The Story
Why it exists.
The beginning
The Candy Collection asks what happens when you stop apologizing for sweet. Peach Rings is the 2023 answer. Instead of hedging the concept with boozy complexity or designer aspirations, the approach is straightforward. Mandarin orange, peach, and bergamot form the opening, because a candy fragrance should announce itself immediately. Apricot and osmanthus soften the heart. Jasmine, musk, and cedarwood anchor the base. Osmanthus reads as sweet, almost honeyed, but carries a quiet tea-like quality that keeps the composition from becoming one-note. Cedarwood adds woody warmth that recalls the resinous quality of actual gummy candy without mimicking it directly.
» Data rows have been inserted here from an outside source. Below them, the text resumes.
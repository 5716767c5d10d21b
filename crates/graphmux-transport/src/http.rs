//! GraphQL-over-HTTP transport.

use std::time::Duration;

use reqwest::header::{HeaderMap, HeaderName, HeaderValue, CONTENT_TYPE};

use graphmux_core::{ClientConfig, ClientError, ExecutionContext, GraphqlRequest, GraphqlResponse};

const DEFAULT_TIMEOUT: Duration = Duration::from_secs(30);

/// Terminating HTTP link. Posts the standard `query`/`variables` JSON body.
#[derive(Debug, Clone)]
pub struct HttpTransport {
    endpoint: String,
    http: reqwest::Client,
}

impl HttpTransport {
    /// Build the transport for a client, or `None` when the config carries
    /// no HTTP endpoint. In-browser, `browserHttpEndpoint` wins.
    pub fn build(
        config: &ClientConfig,
        ctx: &ExecutionContext,
    ) -> Result<Option<Self>, ClientError> {
        let endpoint = if ctx.is_browser() {
            config
                .browser_http_endpoint
                .as_ref()
                .or(config.http_endpoint.as_ref())
        } else {
            config.http_endpoint.as_ref()
        };
        let Some(endpoint) = endpoint else {
            return Ok(None);
        };

        let mut headers = HeaderMap::new();
        headers.insert(CONTENT_TYPE, HeaderValue::from_static("application/json"));
        for (name, value) in &config.http_link_options.headers {
            let Ok(name) = HeaderName::from_bytes(name.as_bytes()) else {
                continue;
            };
            if let Ok(value) = HeaderValue::from_str(value) {
                headers.insert(name, value);
            }
        }

        let timeout = config
            .http_link_options
            .timeout_secs
            .map_or(DEFAULT_TIMEOUT, Duration::from_secs);

        let http = reqwest::Client::builder()
            .default_headers(headers)
            .timeout(timeout)
            .build()?;

        Ok(Some(Self {
            endpoint: endpoint.clone(),
            http,
        }))
    }

    /// Endpoint this transport posts to.
    #[must_use]
    pub fn endpoint(&self) -> &str {
        &self.endpoint
    }

    /// Dispatch one operation with per-request headers.
    pub async fn execute(
        &self,
        request: &GraphqlRequest,
        headers: HeaderMap,
    ) -> Result<GraphqlResponse<serde_json::Value>, ClientError> {
        let response = self
            .http
            .post(&self.endpoint)
            .headers(headers)
            .json(&request.body())
            .send()
            .await?;

        let status = response.status();
        let bytes = response.bytes().await?;
        if !status.is_success() {
            return Err(ClientError::HttpStatus {
                status: status.as_u16(),
                body: truncate_body(&bytes),
            });
        }

        Ok(serde_json::from_slice(&bytes)?)
    }
}

fn truncate_body(bytes: &[u8]) -> String {
    const MAX_LEN: usize = 4096;
    let mut body = String::from_utf8_lossy(bytes).to_string();
    if body.len() > MAX_LEN {
        // Cut must land on a char boundary or truncate panics.
        let mut cut = MAX_LEN;
        while !body.is_char_boundary(cut) {
            cut -= 1;
        }
        body.truncate(cut);
        body.push('…');
    }
    body
}

#[cfg(test)]
mod tests {
    use graphmux_core::{normalize, ModuleOptions, RawClientConfig};

    use super::*;

    fn config(http: Option<&str>, browser: Option<&str>) -> ClientConfig {
        let raw = RawClientConfig {
            http_endpoint: http.map(str::to_string),
            browser_http_endpoint: browser.map(str::to_string),
            ..RawClientConfig::default()
        };
        normalize("default", &raw, &ModuleOptions::default())
    }

    #[test]
    fn browser_endpoint_wins_in_browser_only() {
        let config = config(Some("http://internal/graphql"), Some("http://public/graphql"));

        let browser = HttpTransport::build(&config, &ExecutionContext::browser())
            .unwrap()
            .unwrap();
        assert_eq!(browser.endpoint(), "http://public/graphql");

        let server = HttpTransport::build(&config, &ExecutionContext::server(None))
            .unwrap()
            .unwrap();
        assert_eq!(server.endpoint(), "http://internal/graphql");
    }

    #[test]
    fn body_truncation_respects_char_boundaries() {
        let mut body = vec![b'a'; 4095];
        body.extend_from_slice("€".as_bytes());
        let truncated = truncate_body(&body);
        assert_eq!(truncated.chars().filter(|c| *c == 'a').count(), 4095);
        assert!(truncated.ends_with('…'));
    }

    #[test]
    fn missing_endpoint_builds_nothing() {
        let config = config(None, None);
        assert!(HttpTransport::build(&config, &ExecutionContext::browser())
            .unwrap()
            .is_none());
    }
}
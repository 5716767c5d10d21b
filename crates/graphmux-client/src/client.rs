//! One configured GraphQL client: a link chain plus its own cache.

use std::collections::hash_map::DefaultHasher;
use std::collections::HashMap;
use std::hash::{Hash, Hasher};

use parking_lot::RwLock;
use serde::de::DeserializeOwned;
use tracing::{debug, warn};

use graphmux_core::{
    ClientError, ExecutionSide, FetchPolicy, GraphqlOperation, GraphqlRequest, GraphqlResponse,
};
use graphmux_transport::{LinkChain, SubscriptionStream};

use crate::cache::QueryCache;

/// Deterministic cache/dedup key: query text, variables, and client name.
#[must_use]
pub fn cache_key(request: &GraphqlRequest, client: &str) -> String {
    let mut hasher = DefaultHasher::new();
    client.hash(&mut hasher);
    request.query.as_str().hash(&mut hasher);
    request.variables.to_string().hash(&mut hasher);
    format!("{:016x}", hasher.finish())
}

/// One client: the composed link chain and the cache it owns.
#[derive(Debug)]
pub struct GraphClient {
    name: String,
    chain: LinkChain,
    cache: QueryCache,
    active: RwLock<HashMap<String, GraphqlRequest>>,
}

impl GraphClient {
    pub(crate) fn new(name: &str, chain: LinkChain) -> Self {
        let cache = QueryCache::new(chain.config().in_memory_cache_options.clone());
        if chain.config().connect_to_dev_tools {
            debug!(client = name, "client registered for devtools inspection");
        }
        Self {
            name: name.to_string(),
            chain,
            cache,
            active: RwLock::new(HashMap::new()),
        }
    }

    /// Client name.
    #[must_use]
    pub fn name(&self) -> &str {
        &self.name
    }

    /// The client's cache.
    #[must_use]
    pub const fn cache(&self) -> &QueryCache {
        &self.cache
    }

    /// The client's link chain.
    #[must_use]
    pub const fn chain(&self) -> &LinkChain {
        &self.chain
    }

    /// The fetch policy applied when the caller does not specify one:
    /// network-first on the server (freshness at render time),
    /// cache-preferred in the browser.
    #[must_use]
    pub fn default_policy(&self) -> FetchPolicy {
        self.chain.config().default_fetch_policy.unwrap_or(
            match self.chain.ctx().side {
                ExecutionSide::Server => FetchPolicy::NetworkOnly,
                ExecutionSide::Browser => FetchPolicy::CacheFirst,
            },
        )
    }

    /// Dispatch a query, consulting the cache per the effective policy.
    ///
    /// Successful data is written back into the cache under the request's
    /// deterministic key regardless of policy, so a server render populates
    /// the snapshot the browser later hydrates from.
    pub async fn query(
        &self,
        request: &GraphqlRequest,
        policy: Option<FetchPolicy>,
    ) -> Result<GraphqlResponse<serde_json::Value>, ClientError> {
        let key = cache_key(request, &self.name);
        let policy = policy.unwrap_or_else(|| self.default_policy());

        if policy == FetchPolicy::CacheFirst {
            if let Some(data) = self.cache.get(&key) {
                return Ok(GraphqlResponse::from_data(data));
            }
        }

        // Active only while the dispatch is in flight; a reset mid-flight
        // re-executes it, a settled one-shot query is forgotten.
        self.active.write().insert(key.clone(), request.clone());
        let result = self.chain.execute(request).await;
        self.active.write().remove(&key);

        let response = result?;
        if let Some(data) = &response.data {
            if response.is_ok() {
                self.cache.insert(&key, data.clone());
            }
        }
        Ok(response)
    }

    /// Dispatch a mutation. Never cached.
    pub async fn mutate(
        &self,
        request: &GraphqlRequest,
    ) -> Result<GraphqlResponse<serde_json::Value>, ClientError> {
        self.chain.execute(request).await
    }

    /// Open a subscription.
    pub async fn subscribe(
        &self,
        request: GraphqlRequest,
    ) -> Result<SubscriptionStream, ClientError> {
        self.chain.subscribe(request).await
    }

    /// Typed query helper.
    pub async fn query_as<O: GraphqlOperation>(
        &self,
        variables: O::Variables,
        policy: Option<FetchPolicy>,
    ) -> Result<O::ResponseData, ClientError> {
        let request = GraphqlRequest::typed::<O>(variables)?;
        self.query(&request, policy)
            .await?
            .deserialize_data::<O::ResponseData>()?
            .into_data()
    }

    /// Typed mutation helper.
    pub async fn mutate_as<O: GraphqlOperation>(
        &self,
        variables: O::Variables,
    ) -> Result<O::ResponseData, ClientError> {
        let request = GraphqlRequest::typed::<O>(variables)?;
        self.mutate(&request)
            .await?
            .deserialize_data::<O::ResponseData>()?
            .into_data()
    }

    /// Clear the cache and re-execute the queries still in flight so the
    /// cache repopulates under the new session. Settled one-shot queries
    /// are not refetched.
    pub async fn reset_store(&self) -> Result<(), ClientError> {
        self.cache.reset();
        let active: Vec<GraphqlRequest> = self.active.read().values().cloned().collect();
        let mut first_error = None;
        for request in active {
            if let Err(err) = self.query(&request, Some(graphmux_core::FetchPolicy::NetworkOnly)).await
            {
                warn!(client = self.name.as_str(), error = %err, "re-execution failed during cache reset");
                first_error.get_or_insert(err);
            }
        }
        first_error.map_or(Ok(()), Err)
    }

    /// Deserialize a read-back typed response from a raw request result.
    pub fn deserialize<T: DeserializeOwned>(
        response: GraphqlResponse<serde_json::Value>,
    ) -> Result<T, ClientError> {
        response.deserialize_data::<T>()?.into_data()
    }
}
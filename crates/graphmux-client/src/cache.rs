//! Normalized query-result cache with snapshot support.

use std::collections::BTreeMap;

use parking_lot::RwLock;
use serde::{Deserialize, Serialize};

use graphmux_core::InMemoryCacheOptions;

/// Serializable cache contents, used as the per-client slot of the render
/// payload.
#[derive(Debug, Clone, Default, PartialEq, Eq, Serialize, Deserialize)]
pub struct CacheSnapshot(pub BTreeMap<String, serde_json::Value>);

/// Per-client query-result cache.
///
/// Entries are keyed by the deterministic cache key of the query document,
/// its variables, and the owning client's name. Insertion order is tracked
/// so `max_entries` evicts oldest first.
#[derive(Debug, Default)]
pub struct QueryCache {
    options: InMemoryCacheOptions,
    state: RwLock<CacheState>,
}

#[derive(Debug, Default)]
struct CacheState {
    entries: BTreeMap<String, serde_json::Value>,
    order: Vec<String>,
}

impl QueryCache {
    /// Create a cache with the client's configured options.
    #[must_use]
    pub fn new(options: InMemoryCacheOptions) -> Self {
        Self {
            options,
            state: RwLock::new(CacheState::default()),
        }
    }

    /// Look up a cached result.
    #[must_use]
    pub fn get(&self, key: &str) -> Option<serde_json::Value> {
        self.state.read().entries.get(key).cloned()
    }

    /// Store a result, evicting the oldest entry beyond `max_entries`.
    pub fn insert(&self, key: &str, value: serde_json::Value) {
        let mut state = self.state.write();
        if state.entries.insert(key.to_string(), value).is_none() {
            state.order.push(key.to_string());
        }
        if let Some(max) = self.options.max_entries {
            while state.order.len() > max {
                let oldest = state.order.remove(0);
                state.entries.remove(&oldest);
            }
        }
    }

    /// Serialize the cache contents.
    #[must_use]
    pub fn extract(&self) -> CacheSnapshot {
        CacheSnapshot(self.state.read().entries.clone())
    }

    /// Replace the cache contents from a snapshot.
    pub fn restore(&self, snapshot: &CacheSnapshot) {
        let mut state = self.state.write();
        state.entries = snapshot.0.clone();
        state.order = snapshot.0.keys().cloned().collect();
    }

    /// Clear every cached result.
    pub fn reset(&self) {
        let mut state = self.state.write();
        state.entries.clear();
        state.order.clear();
    }

    /// Number of cached results.
    #[must_use]
    pub fn len(&self) -> usize {
        self.state.read().entries.len()
    }

    /// Returns `true` when nothing is cached.
    #[must_use]
    pub fn is_empty(&self) -> bool {
        self.state.read().entries.is_empty()
    }
}

#[cfg(test)]
mod tests {
    use super::*;

    #[test]
    fn restore_round_trips_every_key() {
        let cache = QueryCache::new(InMemoryCacheOptions::default());
        cache.insert("a", serde_json::json!({"me": {"name": "Ann"}}));
        cache.insert("b", serde_json::json!([1, 2, 3]));
        let snapshot = cache.extract();

        let fresh = QueryCache::new(InMemoryCacheOptions::default());
        fresh.restore(&snapshot);
        for (key, value) in &snapshot.0 {
            assert_eq!(fresh.get(key).as_ref(), Some(value));
        }
        assert_eq!(fresh.extract(), snapshot);
    }

    #[test]
    fn max_entries_evicts_oldest_first() {
        let cache = QueryCache::new(InMemoryCacheOptions {
            max_entries: Some(2),
        });
        cache.insert("a", serde_json::json!(1));
        cache.insert("b", serde_json::json!(2));
        cache.insert("c", serde_json::json!(3));
        assert_eq!(cache.get("a"), None);
        assert_eq!(cache.get("b"), Some(serde_json::json!(2)));
        assert_eq!(cache.get("c"), Some(serde_json::json!(3)));
    }

    #[test]
    fn reset_clears_everything() {
        let cache = QueryCache::new(InMemoryCacheOptions::default());
        cache.insert("a", serde_json::json!(1));
        cache.reset();
        assert!(cache.is_empty());
    }
}
//! Tick pacing
//!
//! Turns elapsed wall time into whole simulation ticks. The host feeds
//! `advance` from its frame callback; suspension drops any partial tick,
//! so time spent paused never turns into catch-up movement.

use std::time::Duration;

use crate::consts::MAX_TICKS_PER_ADVANCE;

/// Fixed-interval tick source, created suspended
#[derive(Debug, Clone)]
pub struct TickClock {
    interval: Duration,
    accumulator: Duration,
    running: bool,
}

impl TickClock {
    pub fn new(interval: Duration) -> Self {
        Self {
            interval,
            accumulator: Duration::ZERO,
            running: false,
        }
    }

    pub fn interval(&self) -> Duration {
        self.interval
    }

    pub fn is_running(&self) -> bool {
        self.running
    }

    /// Swap the tick interval. Any partial tick is discarded, so the old
    /// cadence can never release another tick after the swap.
    pub fn set_interval(&mut self, interval: Duration) {
        self.interval = interval;
        self.accumulator = Duration::ZERO;
    }

    /// Start releasing ticks
    pub fn resume(&mut self) {
        self.running = true;
    }

    /// Stop releasing ticks and drop any partial tick
    pub fn suspend(&mut self) {
        self.running = false;
        self.accumulator = Duration::ZERO;
    }

    /// Feed elapsed real time; returns the number of ticks now due,
    /// capped at `MAX_TICKS_PER_ADVANCE` per call
    pub fn advance(&mut self, elapsed: Duration) -> u32 {
        if !self.running || self.interval.is_zero() {
            return 0;
        }
        self.accumulator += elapsed;

        let mut due = 0;
        while self.accumulator >= self.interval && due < MAX_TICKS_PER_ADVANCE {
            self.accumulator -= self.interval;
            due += 1;
        }
        // A stall longer than the cap is dropped, not queued
        if due == MAX_TICKS_PER_ADVANCE {
            self.accumulator = Duration::ZERO;
        }
        due
    }
}
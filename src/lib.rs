//! Snake Codex - a grid snake game core
//!
//! Core modules:
//! - `sim`: Deterministic simulation (movement, collisions, food, scoring)
//! - `clock`: Fixed-interval tick pacing
//! - `settings`: Difficulty and boundary-mode presets
//! - `game`: Engine facade the presentation layer talks to
//! - `persistence`: Best-score storage collaborator
//! - `platform`: Browser/native glue (logging, storage selection)

pub mod clock;
pub mod game;
pub mod persistence;
pub mod platform;
pub mod settings;
pub mod sim;

pub use game::{Game, Snapshot};
pub use settings::{BoundaryMode, Difficulty, Settings};
pub use sim::{Direction, GameState, Status};

/// Game configuration constants
pub mod consts {
    /// The board is a square grid of BOARD_SIZE x BOARD_SIZE cells
    pub const BOARD_SIZE: i32 = 18;
    /// Snake length at the start of a run
    pub const INITIAL_SNAKE_LEN: usize = 3;
    /// Points per food eaten
    pub const FOOD_SCORE: u32 = 10;
    /// Maximum ticks released per `advance` call to prevent spiral of death
    pub const MAX_TICKS_PER_ADVANCE: u32 = 8;
    /// Storage key for the persisted best score
    pub const BEST_SCORE_KEY: &str = "snake_codex_best";
}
Peach Rings takes the fruit-forward approach and strips away the pretense. Osmanthus is the interesting choice here, a material that reads as sweet, almost honeyed, but carries a quiet tea-like quality that keeps the composition from becoming one-note. Cedarwood in the base prevents the drydown from going fully linear, adding a woody warmth that recalls the resinous quality of actual gummy candy without mimicking it directly. The osmanthus keeps things interesting, adding depth where a simpler fruity-floral might flatten out.
The evolution
Peach Rings makes its presence known quickly. Bergamot's citrus bite cuts through mandarin's sweetness, and the peach arrives not as a whisper but as a statement. The citrus begins to fade and the heart takes over. Apricot brings a jam-like sweetness, osmanthus adds a quiet floral complexity, and red berries push the composition toward something that smells like it belongs in a candy shop. The drydown is where it gets interesting. Jasmine and musk create a skin-adjacent warmth, but cedarwood arrives last, grounding everything in a clean woodiness that prevents the sweetness from cloying. The full arc moves from bright opening through rich heart to warm, grounded finish.
Cultural impact
Peach Rings occupies a specific identity within the Candy Collection. The conversation it generates, sweet versus too sweet, playful versus childish, keeps wearers engaged. Some lean into the concept fully, others find it too much, but no one calls it boring. The scent opens with mandarin and bergamot, bright and immediate. Within the heart, apricot takes over, jam-like with a gentle tartness. Osmanthus brings quiet floral complexity, almost honeyed, that keeps the composition from going linear. Red berries add sticky sweetness that pushes the composition toward candy shop territory.